(DATA FOR REVIEW)
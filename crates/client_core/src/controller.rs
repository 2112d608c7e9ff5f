//! Drives the member page: issues module calls and feeds their outcomes
//! through [`reduce`].

use std::collections::HashMap;

use futures::future::join_all;
use shared::domain::{
    Address, ChainId, ConnectorKind, Proposal, ProposalId, TokenId, VoteType,
};
use tracing::{debug, error, info, warn};

use crate::{
    error::{ControllerError, ReadQuery},
    page::{reduce, BallotPhase, PageEvent, PageModel, PageState},
    ModuleClients, TokenModule, VoteModule,
};

#[derive(Debug, Clone)]
pub struct ControllerOptions {
    pub supported_chain: ChainId,
    pub membership_token: TokenId,
    pub token_decimals: u32,
}

impl Default for ControllerOptions {
    fn default() -> Self {
        Self {
            supported_chain: ChainId::RINKEBY,
            membership_token: TokenId::membership(),
            token_decimals: 18,
        }
    }
}

/// Ballot selections keyed by proposal. Proposals left unselected vote
/// [`VoteType::DEFAULT`].
#[derive(Debug, Clone, Default, PartialEq, Eq)]
pub struct BallotForm {
    selections: HashMap<ProposalId, VoteType>,
}

impl BallotForm {
    pub fn new() -> Self {
        Self::default()
    }

    pub fn select(&mut self, proposal_id: ProposalId, vote: VoteType) -> &mut Self {
        self.selections.insert(proposal_id, vote);
        self
    }

    pub fn choice_for(&self, proposal_id: &ProposalId) -> VoteType {
        self.selections
            .get(proposal_id)
            .copied()
            .unwrap_or(VoteType::DEFAULT)
    }
}

/// One ballot entry per displayed proposal, fixed at submit time.
#[derive(Debug, Clone, PartialEq, Eq)]
pub struct VoteSubmission {
    pub votes: Vec<(ProposalId, VoteType)>,
}

impl VoteSubmission {
    pub fn from_form(proposals: &[Proposal], form: &BallotForm) -> Self {
        Self {
            votes: proposals
                .iter()
                .map(|p| (p.proposal_id.clone(), form.choice_for(&p.proposal_id)))
                .collect(),
        }
    }
}

#[derive(Debug, Clone, Default, PartialEq, Eq)]
pub struct SubmissionReport {
    pub delegated: bool,
    pub voted: Vec<ProposalId>,
    pub executed: Vec<ProposalId>,
    pub failures: Vec<ControllerError>,
}

impl SubmissionReport {
    pub fn is_clean(&self) -> bool {
        self.failures.is_empty()
    }
}

enum StepOutcome {
    Applied(ProposalId),
    Skipped,
}

pub struct MembershipController {
    clients: ModuleClients,
    options: ControllerOptions,
    model: PageModel,
}

impl MembershipController {
    pub fn new(clients: ModuleClients, options: ControllerOptions) -> Self {
        let model = PageModel::new(options.supported_chain);
        Self {
            clients,
            options,
            model,
        }
    }

    pub fn model(&self) -> &PageModel {
        &self.model
    }

    pub fn options(&self) -> &ControllerOptions {
        &self.options
    }

    pub fn dispatch(&mut self, event: PageEvent) {
        let next = reduce(&self.model, event);
        if next.state.name() != self.model.state.name() {
            debug!(
                from = self.model.state.name(),
                to = next.state.name(),
                "page state transition"
            );
        }
        self.model = next;
    }

    pub async fn connect_wallet(&mut self) -> Result<(), ControllerError> {
        match self.clients.wallet.connect(ConnectorKind::Injected).await {
            Ok(session) => {
                info!(
                    address = %session.address,
                    chain_id = session.chain_id.0,
                    "wallet connected"
                );
                self.dispatch(PageEvent::WalletConnected(session));
            }
            Err(err) => {
                error!(error = %format!("{err:#}"), "failed to connect wallet");
                self.dispatch(PageEvent::WalletConnectFailed(format!("{err:#}")));
                return Err(ControllerError::Connection(format!("{err:#}")));
            }
        }

        if let PageState::UnsupportedNetwork = self.model.state {
            warn!(
                supported_chain = self.options.supported_chain.0,
                "wallet connected on unsupported network"
            );
            return Err(self.unsupported_network_error());
        }

        if let Err(err) = self.refresh_membership().await {
            debug!(error = %err, "membership check after connect failed");
        }
        Ok(())
    }

    pub async fn disconnect(&mut self) {
        if let Err(err) = self.clients.wallet.disconnect().await {
            warn!(error = %format!("{err:#}"), "wallet disconnect reported an error");
        }
        self.dispatch(PageEvent::WalletDisconnected);
    }

    pub async fn on_chain_changed(&mut self, chain: ChainId) {
        self.dispatch(PageEvent::ChainChanged(chain));
        if self.model.state == PageState::NotClaimed {
            let _ = self.refresh_membership().await;
        }
    }

    pub async fn on_account_changed(&mut self, address: Address) {
        self.dispatch(PageEvent::AccountChanged(address));
        if self.model.state == PageState::NotClaimed {
            let _ = self.refresh_membership().await;
        }
    }

    /// Re-derives membership from the drop balance of the session address.
    pub async fn refresh_membership(&mut self) -> Result<bool, ControllerError> {
        if self.model.state == PageState::UnsupportedNetwork {
            return Err(self.unsupported_network_error());
        }
        let Some(address) = self.model.address().cloned() else {
            return Err(ControllerError::NotConnected);
        };

        let balance = self
            .clients
            .drop
            .balance_of(&address, &self.options.membership_token)
            .await;
        match balance {
            Ok(balance) => {
                let claimed = !balance.is_zero();
                if claimed {
                    info!(address = %address, "wallet holds the membership NFT");
                } else {
                    info!(address = %address, "wallet has no membership NFT yet");
                }
                self.dispatch(PageEvent::MembershipChecked { address, claimed });
                if self.model.member_page().is_some() {
                    self.load_member_data().await;
                }
                Ok(claimed)
            }
            Err(err) => {
                error!(address = %address, error = %format!("{err:#}"), "failed to read nft balance");
                let failure = ControllerError::read(ReadQuery::Membership, &err);
                self.dispatch(PageEvent::MembershipCheckFailed {
                    address,
                    reason: format!("{err:#}"),
                });
                Err(failure)
            }
        }
    }

    pub async fn claim(&mut self) -> Result<(), ControllerError> {
        if !self.model.claim_enabled() {
            return Err(match &self.model.state {
                PageState::UnsupportedNetwork => self.unsupported_network_error(),
                PageState::Disconnected => ControllerError::NotConnected,
                _ => ControllerError::ClaimUnavailable,
            });
        }

        self.dispatch(PageEvent::ClaimStarted);
        let claimed = self
            .clients
            .drop
            .claim(&self.options.membership_token, 1)
            .await;
        match claimed {
            Ok(()) => {
                info!(
                    drop = %self.clients.drop.address(),
                    token_id = %self.options.membership_token,
                    "membership NFT minted"
                );
                self.dispatch(PageEvent::ClaimSucceeded);
                self.load_member_data().await;
                Ok(())
            }
            Err(err) => {
                error!(error = %format!("{err:#}"), "failed to claim");
                let reason = format!("{err:#}");
                self.dispatch(PageEvent::ClaimFailed(reason.clone()));
                Err(ControllerError::Claim(reason))
            }
        }
    }

    /// Roster, balances and proposals are read concurrently; each failure is
    /// logged and leaves its field unset.
    pub async fn load_member_data(&mut self) {
        if self.model.member_page().is_none() {
            return;
        }

        let (roster, balances, proposals) = futures::join!(
            self.clients
                .drop
                .all_claimer_addresses(&self.options.membership_token),
            self.clients.token.all_holder_balances(),
            self.clients.vote.all(),
        );

        match roster {
            Ok(roster) => {
                debug!(members = roster.len(), "loaded member list");
                self.dispatch(PageEvent::RosterLoaded(roster));
            }
            Err(err) => self.record_read_failure(ReadQuery::Roster, &err),
        }
        match balances {
            Ok(balances) => {
                debug!(holders = balances.len(), "loaded token amounts");
                self.dispatch(PageEvent::BalancesLoaded(balances));
            }
            Err(err) => self.record_read_failure(ReadQuery::Balances, &err),
        }
        let first_proposal = match proposals {
            Ok(proposals) => {
                debug!(proposals = proposals.len(), "loaded proposals");
                let first = proposals.first().map(|p| p.proposal_id.clone());
                self.dispatch(PageEvent::ProposalsLoaded(proposals));
                first
            }
            Err(err) => {
                self.record_read_failure(ReadQuery::Proposals, &err);
                None
            }
        };

        if let Some(proposal_id) = first_proposal {
            self.check_prior_vote(&proposal_id).await;
        }
    }

    async fn check_prior_vote(&mut self, proposal_id: &ProposalId) {
        let Some(address) = self.model.address().cloned() else {
            return;
        };
        match self.clients.vote.has_voted(proposal_id, &address).await {
            Ok(true) => {
                info!(address = %address, "user has already voted");
                self.dispatch(PageEvent::PriorVoteDetected);
            }
            Ok(false) => info!(address = %address, "user has not voted yet"),
            Err(err) => self.record_read_failure(ReadQuery::VoteStatus, &err),
        }
    }

    /// Delegates if needed, then casts every active vote and, once that pass
    /// has settled, executes every succeeded proposal.
    pub async fn submit_votes(
        &mut self,
        form: &BallotForm,
    ) -> Result<SubmissionReport, ControllerError> {
        let Some(page) = self.model.member_page() else {
            return Err(match self.model.state {
                PageState::UnsupportedNetwork => self.unsupported_network_error(),
                PageState::Disconnected => ControllerError::NotConnected,
                _ => ControllerError::NotMember,
            });
        };
        match page.ballot {
            BallotPhase::Voted => return Err(ControllerError::AlreadyVoted),
            BallotPhase::Submitting => return Err(ControllerError::SubmissionInFlight),
            BallotPhase::Voting => {}
        }
        let Some(voter) = self.model.address().cloned() else {
            return Err(ControllerError::NotConnected);
        };

        let proposals = page.proposals.clone().unwrap_or_default();
        let submission = VoteSubmission::from_form(&proposals, form);
        self.dispatch(PageEvent::SubmissionStarted);

        let mut report = SubmissionReport::default();
        match ensure_delegation(self.clients.token.as_ref(), &voter).await {
            Ok(delegated) => report.delegated = delegated,
            Err(err) => {
                error!(error = %err, "failed to delegate tokens");
                self.dispatch(PageEvent::SubmissionFailed(err.clone()));
                return Err(err);
            }
        }

        let vote = self.clients.vote.as_ref();
        let vote_pass = join_all(
            submission
                .votes
                .iter()
                .map(|(proposal_id, choice)| cast_vote(vote, proposal_id, *choice)),
        )
        .await;
        for outcome in vote_pass {
            match outcome {
                Ok(StepOutcome::Applied(id)) => report.voted.push(id),
                Ok(StepOutcome::Skipped) => {}
                Err(err) => {
                    error!(error = %err, "failed to vote");
                    report.failures.push(err);
                }
            }
        }

        let execute_pass = join_all(
            submission
                .votes
                .iter()
                .map(|(proposal_id, _)| execute_if_ready(vote, proposal_id)),
        )
        .await;
        for outcome in execute_pass {
            match outcome {
                Ok(StepOutcome::Applied(id)) => report.executed.push(id),
                Ok(StepOutcome::Skipped) => {}
                Err(err) => {
                    error!(error = %err, "failed to execute");
                    report.failures.push(err);
                }
            }
        }

        info!(
            voted = report.voted.len(),
            executed = report.executed.len(),
            failures = report.failures.len(),
            "vote submission finished"
        );
        match report.failures.first() {
            None => self.dispatch(PageEvent::SubmissionCompleted),
            Some(first) => {
                warn!(
                    failures = report.failures.len(),
                    "vote submission incomplete; ballot reopened"
                );
                self.dispatch(PageEvent::SubmissionFailed(first.clone()));
            }
        }
        Ok(report)
    }

    fn record_read_failure(&mut self, query: ReadQuery, err: &anyhow::Error) {
        error!(query = query.as_str(), error = %format!("{err:#}"), "read failed");
        self.dispatch(PageEvent::ReadFailed {
            query,
            reason: format!("{err:#}"),
        });
    }

    fn unsupported_network_error(&self) -> ControllerError {
        ControllerError::UnsupportedNetwork {
            expected: self.options.supported_chain,
            actual: self.model.chain.unwrap_or(self.options.supported_chain),
        }
    }
}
(End DATA FOR REVIEW)
ACTIVITY >> Only the lines from the start of the data to the line holding "pub fn choice_for(&self, proposal_id: &ProposalId)" are wanted; return them exactly, both ends included.

ANSWER BOX >>
filename crates/client_core/src/controller.rs
repository 2112d608c7e9ff5f
//! Drives the member page: issues module calls and feeds their outcomes
//! through [`reduce`].

use std::collections::HashMap;

use futures::future::join_all;
use shared::domain::{
    Address, ChainId, ConnectorKind, Proposal, ProposalId, TokenId, VoteType,
};
use tracing::{debug, error, info, warn};

use crate::{
    error::{ControllerError, ReadQuery},
    page::{reduce, BallotPhase, PageEvent, PageModel, PageState},
    ModuleClients, TokenModule, VoteModule,
};

#[derive(Debug, Clone)]
pub struct ControllerOptions {
    pub supported_chain: ChainId,
    pub membership_token: TokenId,
    pub token_decimals: u32,
}

impl Default for ControllerOptions {
    fn default() -> Self {
        Self {
            supported_chain: ChainId::RINKEBY,
            membership_token: TokenId::membership(),
            token_decimals: 18,
        }
    }
}

/// Ballot selections keyed by proposal. Proposals left unselected vote
/// [`VoteType::DEFAULT`].
#[derive(Debug, Clone, Default, PartialEq, Eq)]
pub struct BallotForm {
    selections: HashMap<ProposalId, VoteType>,
}

impl BallotForm {
    pub fn new() -> Self {
        Self::default()
    }

    pub fn select(&mut self, proposal_id: ProposalId, vote: VoteType) -> &mut Self {
        self.selections.insert(proposal_id, vote);
        self
    }

    pub fn choice_for(&self, proposal_id: &ProposalId) -> VoteType {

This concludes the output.